▶ **What to do**
Look through the data below for the line with "self.with_operation(id, |op| op.snapshot())", and transcribe it exactly together with each line after it up to and including the line with "Ok(mut registry) =>". Give nothing else.

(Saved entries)
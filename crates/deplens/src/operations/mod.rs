//! Long-running operation tracking.
//!
//! An [`OperationManager`] owns a registry of operations, each wrapping one
//! background task. Tasks report progress and log messages through an
//! [`OperationHandle`]; callers poll [`OperationManager::get_status`] or
//! follow [`OperationManager::watch`].
//!
//! Cancellation is cooperative and sticky. Cancelling marks the operation
//! `cancelled` immediately; the task body keeps running until it notices,
//! and anything it records or returns afterwards is discarded.
//!
//! ```no_run
//! use deplens::operations::OperationManager;
//! use serde_json::json;
//!
//! # async fn example() -> deplens::Result<()> {
//! let manager = OperationManager::new();
//! let op = manager.create_operation(None, None)?;
//! manager.start_task(op.id(), |handle: deplens::operations::OperationHandle| async move {
//!     handle.update_progress(0.5, Some("Halfway"))?;
//!     Ok::<_, anyhow::Error>(json!({"done": true}))
//! })?;
//! # Ok(())
//! # }
//! ```
//!
//! Terminal operations are evicted once they have been terminal for longer
//! than the retention window, either by [`OperationManager::sweep_now`] or
//! by the background [`Sweeper`].

mod operation;
mod stream;
mod sweeper;
mod task;

pub use operation::{
    MessageSeverity, OperationError, OperationMessage, OperationState, OperationStatus,
};
pub use stream::StreamUpdate;
pub use sweeper::Sweeper;
pub use task::{OperationHandle, OperationTask};

use crate::config::OperationsConfig;
use crate::error::{Error, Result};
use futures::FutureExt;
use operation::Operation;
use std::any::Any;
use std::collections::HashMap;
use std::panic::AssertUnwindSafe;
use std::sync::{Arc, Mutex, MutexGuard, TryLockError};
use std::time::Duration;
use tokio::time::Instant;
use tracing::Instrument;

const DEFAULT_SWEEP_INTERVAL: Duration = Duration::from_secs(300);
const DEFAULT_RETENTION: Duration = Duration::from_secs(3600);

/// What a task run produced: its own result, or a caught panic payload.
type TaskOutcome = std::result::Result<anyhow::Result<serde_json::Value>, Box<dyn Any + Send>>;

#[derive(Debug, Default)]
struct Registry {
    operations: HashMap<String, Operation>,
    next_sequence: u64,
}

#[derive(Debug)]
struct Shared {
    registry: Mutex<Registry>,
    sweep_interval: Duration,
    retention: Duration,
}

/// Registry of long-running operations.
///
/// Cloning is cheap; clones share the same registry.
#[derive(Debug, Clone)]
pub struct OperationManager {
    shared: Arc<Shared>,
}

impl Default for OperationManager {
    fn default() -> Self {
        Self::new()
    }
}

impl OperationManager {
    /// Create a manager with a 5 minute sweep interval and 1 hour retention.
    #[must_use]
    pub fn new() -> Self {
        Self::with_timings(DEFAULT_SWEEP_INTERVAL, DEFAULT_RETENTION)
    }

    /// Create a manager from configured timings.
    ///
    /// # Errors
    ///
    /// Returns `InvalidArgument` if the sweep interval is zero.
    pub fn from_config(config: &OperationsConfig) -> Result<Self> {
        if config.sweep_interval_secs == 0 {
            return Err(Error::invalid(
                "sweep interval",
                "must be greater than zero",
            ));
        }
        Ok(Self::with_timings(
            config.sweep_interval(),
            config.retention(),
        ))
    }

    fn with_timings(sweep_interval: Duration, retention: Duration) -> Self {
        Self {
            shared: Arc::new(Shared {
                registry: Mutex::new(Registry::default()),
                sweep_interval,
                retention,
            }),
        }
    }

    /// How long terminal operations are kept before eviction.
    #[must_use]
    pub fn retention(&self) -> Duration {
        self.shared.retention
    }

    fn lock(&self) -> Result<MutexGuard<'_, Registry>> {
        self.shared.registry.lock().map_err(|_| Error::LockPoisoned)
    }

    fn with_operation<T>(&self, id: &str, f: impl FnOnce(&mut Operation) -> T) -> Result<T> {
        let mut registry = self.lock()?;
        let operation = registry
            .operations
            .get_mut(id)
            .ok_or_else(|| Error::OperationNotFound(id.to_string()))?;
        Ok(f(operation))
    }

    /// Register a new operation in the `initializing` state.
    ///
    /// Missing ids are generated as random UUIDs. The correlation id
    /// defaults to a fresh UUID as well.
    ///
    /// # Errors
    ///
    /// Returns `DuplicateOperation` if `id` is already registered.
    pub fn create_operation(
        &self,
        id: Option<String>,
        correlation_id: Option<String>,
    ) -> Result<OperationHandle> {
        let id = id.unwrap_or_else(|| uuid::Uuid::new_v4().to_string());
        let correlation_id = correlation_id.unwrap_or_else(|| uuid::Uuid::new_v4().to_string());

        let mut registry = self.lock()?;
        if registry.operations.contains_key(&id) {
            return Err(Error::DuplicateOperation(id));
        }

        let sequence = registry.next_sequence;
        registry.next_sequence += 1;
        registry.operations.insert(
            id.clone(),
            Operation::new(id.clone(), correlation_id.clone(), sequence),
        );
        drop(registry);

        tracing::debug!(operation_id = %id, correlation_id = %correlation_id, "Operation created");
        Ok(OperationHandle::new(self.clone(), id, correlation_id))
    }

    /// Start `task` for operation `id` on the tokio runtime.
    ///
    /// Returns as soon as the task is spawned. The task's outcome is
    /// recorded on the operation: a result completes it, an error or panic
    /// fails it. An operation cancelled before start is left cancelled and
    /// the task is never run.
    ///
    /// # Errors
    ///
    /// Returns `OperationNotFound` for an unknown id, or
    /// `OperationAlreadyStarted` if the operation is running or finished.
    pub fn start_task<T: OperationTask>(&self, id: &str, task: T) -> Result<()> {
        let correlation_id = self.with_operation(id, |op| match op.state {
            OperationState::Initializing => {
                op.start();
                Ok(Some(op.correlation_id.clone()))
            }
            OperationState::Cancelled => Ok(None),
            state => Err(Error::OperationAlreadyStarted {
                id: op.id.clone(),
                status: state.as_str(),
            }),
        })??;

        let Some(correlation_id) = correlation_id else {
            tracing::debug!(operation_id = %id, "Operation cancelled before start, task skipped");
            return Ok(());
        };

        let span = tracing::info_span!(
            "operation",
            operation_id = %id,
            correlation_id = %correlation_id
        );
        let handle = OperationHandle::new(self.clone(), id.to_string(), correlation_id);
        let manager = self.clone();
        let id = id.to_string();

        tokio::spawn(
            async move {
                tracing::debug!("Task started");
                let outcome = AssertUnwindSafe(task.run(handle)).catch_unwind().await;
                manager.record_outcome(&id, outcome);
            }
            .instrument(span),
        );
        Ok(())
    }

    fn record_outcome(&self, id: &str, outcome: TaskOutcome) {
        let recorded = self.with_operation(id, |op| {
            if op.state.is_terminal() {
                tracing::debug!(status = %op.state, "Discarding task outcome for finished operation");
                return;
            }
            match outcome {
                Ok(Ok(value)) => {
                    op.complete(value);
                    tracing::info!("Operation completed");
                }
                Ok(Err(error)) => {
                    tracing::warn!(error = %error, "Operation failed");
                    op.fail(OperationError::from_task_error(&error));
                }
                Err(payload) => {
                    let error = OperationError::from_panic(payload.as_ref());
                    tracing::error!(error = %error.message, "Operation task panicked");
                    op.fail(error);
                }
            }
        });

        if let Err(e) = recorded {
            tracing::warn!(error = %e, "Could not record task outcome");
        }
    }

    /// Record progress for operation `id`, optionally with a log message.
    ///
    /// No-op once the operation is terminal.
    ///
    /// # Errors
    ///
    /// Returns `InvalidArgument` if `progress` is outside `[0.0, 1.0]`, or
    /// `OperationNotFound` for an unknown id.
    pub fn update_progress(&self, id: &str, progress: f64, message: Option<&str>) -> Result<()> {
        if !(0.0..=1.0).contains(&progress) {
            return Err(Error::invalid(
                "progress",
                format!("{progress} is outside [0.0, 1.0]"),
            ));
        }

        self.with_operation(id, |op| {
            if op.state.is_terminal() {
                return;
            }
            op.set_progress(progress);
            if let Some(text) = message {
                op.push_message(MessageSeverity::Info, text);
            }
        })
    }

    /// Append a timestamped log message to operation `id`.
    ///
    /// No-op once the operation is terminal.
    ///
    /// # Errors
    ///
    /// Returns `OperationNotFound` for an unknown id.
    pub fn add_message(&self, id: &str, text: &str, severity: MessageSeverity) -> Result<()> {
        self.with_operation(id, |op| {
            if !op.state.is_terminal() {
                op.push_message(severity, text);
            }
        })
    }

    /// Cancel operation `id`.
    ///
    /// Returns `false` if the operation was already terminal.
    ///
    /// # Errors
    ///
    /// Returns `OperationNotFound` for an unknown id.
    pub fn cancel(&self, id: &str) -> Result<bool> {
        let cancelled = self.with_operation(id, |op| {
            if op.state.is_terminal() {
                return false;
            }
            op.cancel();
            true
        })?;

        if cancelled {
            tracing::info!(operation_id = %id, "Operation cancelled");
        }
        Ok(cancelled)
    }

    /// Cancel operation `id`, treating an unknown id as "nothing to cancel".
    #[must_use]
    pub fn cancel_operation(&self, id: &str) -> bool {
        match self.cancel(id) {
            Ok(cancelled) => cancelled,
            Err(Error::OperationNotFound(_)) => false,
            Err(e) => {
                tracing::warn!(operation_id = %id, error = %e, "Cancel failed");
                false
            }
        }
    }

    pub(crate) fn is_cancelled(&self, id: &str) -> bool {
        self.with_operation(id, |op| op.state == OperationState::Cancelled)
            .unwrap_or(true)
    }

    /// Snapshot operation `id`.
    ///
    /// # Errors
    ///
    /// Returns `OperationNotFound` for an unknown or evicted id.
    pub fn get_status(&self, id: &str) -> Result<OperationStatus> {
        self.with_operation(id, |op| op.snapshot())
    }

    /// A handle to operation `id`.
    ///
    /// # Errors
    ///
    /// Returns `OperationNotFound` for an unknown or evicted id.
    pub fn get_operation(&self, id: &str) -> Result<OperationHandle> {
        let correlation_id = self.with_operation(id, |op| op.correlation_id.clone())?;
        Ok(OperationHandle::new(
            self.clone(),
            id.to_string(),
            correlation_id,
        ))
    }

    /// Snapshots of every registered operation, oldest first.
    ///
    /// # Errors
    ///
    /// Returns `LockPoisoned` if the registry is unusable.
    pub fn list_operations(&self) -> Result<Vec<OperationStatus>> {
        let registry = self.lock()?;
        let mut operations: Vec<&Operation> = registry.operations.values().collect();
        operations.sort_by_key(|op| op.sequence);
        Ok(operations.into_iter().map(Operation::snapshot).collect())
    }

    /// Evict operations terminal for longer than the retention window.
    ///
    /// Returns the number evicted.
    ///
    /// # Errors
    ///
    /// Returns `LockPoisoned` if the registry is unusable.
    pub fn sweep_now(&self) -> Result<usize> {
        let mut registry = self.lock()?;
        Ok(self.evict(&mut registry))
    }

    /// One sweeper tick. Never blocks on the registry lock.
    pub(crate) fn sweep(&self) -> Option<usize> {
        match self.shared.registry.try_lock() {
            Ok(mut registry) => Some(self.evict(&mut registry)),
            Err(TryLockError::WouldBlock) => {
                tracing::debug!("Operation registry busy, sweep deferred to next tick");
                None
            }
            Err(TryLockError::Poisoned(_)) => {
                tracing::error!("Operation registry lock poisoned, sweep skipped");
                None
            }
        }
    }

    fn evict(&self, registry: &mut Registry) -> usize {
        let now = Instant::now();
        let retention = self.shared.retention;
        let before = registry.operations.len();

        registry
            .operations
            .retain(|_, op| op.terminal_age(now).is_none_or(|age| age <= retention));

        let evicted = before - registry.operations.len();
        if evicted > 0 {
            tracing::info!(
                evicted,
                remaining = registry.operations.len(),
                "Evicted finished operations"
            );
        }
        evicted
    }

    /// Start the periodic eviction sweep.
    ///
    /// Must be called from within a tokio runtime.
    #[must_use = "dropping the Sweeper stops the sweep"]
    pub fn spawn_sweeper(&self) -> Sweeper {
        Sweeper::spawn(self.clone(), self.shared.sweep_interval)
    }
}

▶ **Response to the exercise**
        self.with_operation(id, |op| op.snapshot())
    }

    /// A handle to operation `id`.
    ///
    /// # Errors
    ///
    /// Returns `OperationNotFound` for an unknown or evicted id.
    pub fn get_operation(&self, id: &str) -> Result<OperationHandle> {
        let correlation_id = self.with_operation(id, |op| op.correlation_id.clone())?;
        Ok(OperationHandle::new(
            self.clone(),
            id.to_string(),
            correlation_id,
        ))
    }

    /// Snapshots of every registered operation, oldest first.
    ///
    /// # Errors
    ///
    /// Returns `LockPoisoned` if the registry is unusable.
    pub fn list_operations(&self) -> Result<Vec<OperationStatus>> {
        let registry = self.lock()?;
        let mut operations: Vec<&Operation> = registry.operations.values().collect();
        operations.sort_by_key(|op| op.sequence);
        Ok(operations.into_iter().map(Operation::snapshot).collect())
    }

    /// Evict operations terminal for longer than the retention window.
    ///
    /// Returns the number evicted.
    ///
    /// # Errors
    ///
    /// Returns `LockPoisoned` if the registry is unusable.
    pub fn sweep_now(&self) -> Result<usize> {
        let mut registry = self.lock()?;
        Ok(self.evict(&mut registry))
    }

    /// One sweeper tick. Never blocks on the registry lock.
    pub(crate) fn sweep(&self) -> Option<usize> {
        match self.shared.registry.try_lock() {
            Ok(mut registry) => Some(self.evict(&mut registry)),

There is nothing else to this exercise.